_Assignment_
Return all records exactly. Nothing may be added.

_Source material_
━━━━

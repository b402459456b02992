//! Integrity enforcement for writes: shape validation, foreign key checks,
//! and cascade/restrict handling on delete.

pub mod cascade;
pub mod validator;

pub use cascade::{CascadeExecutor, CascadeReport};
pub use validator::{validate_shape, ReferenceChecker};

━━━━

_Response to this exercise_
repository b402459456b02992
//! Integrity enforcement for writes: shape validation, foreign key checks,
//! and cascade/restrict handling on delete.

pub mod cascade;
pub mod validator;

pub use cascade::{CascadeExecutor, CascadeReport};
pub use validator::{validate_shape, ReferenceChecker};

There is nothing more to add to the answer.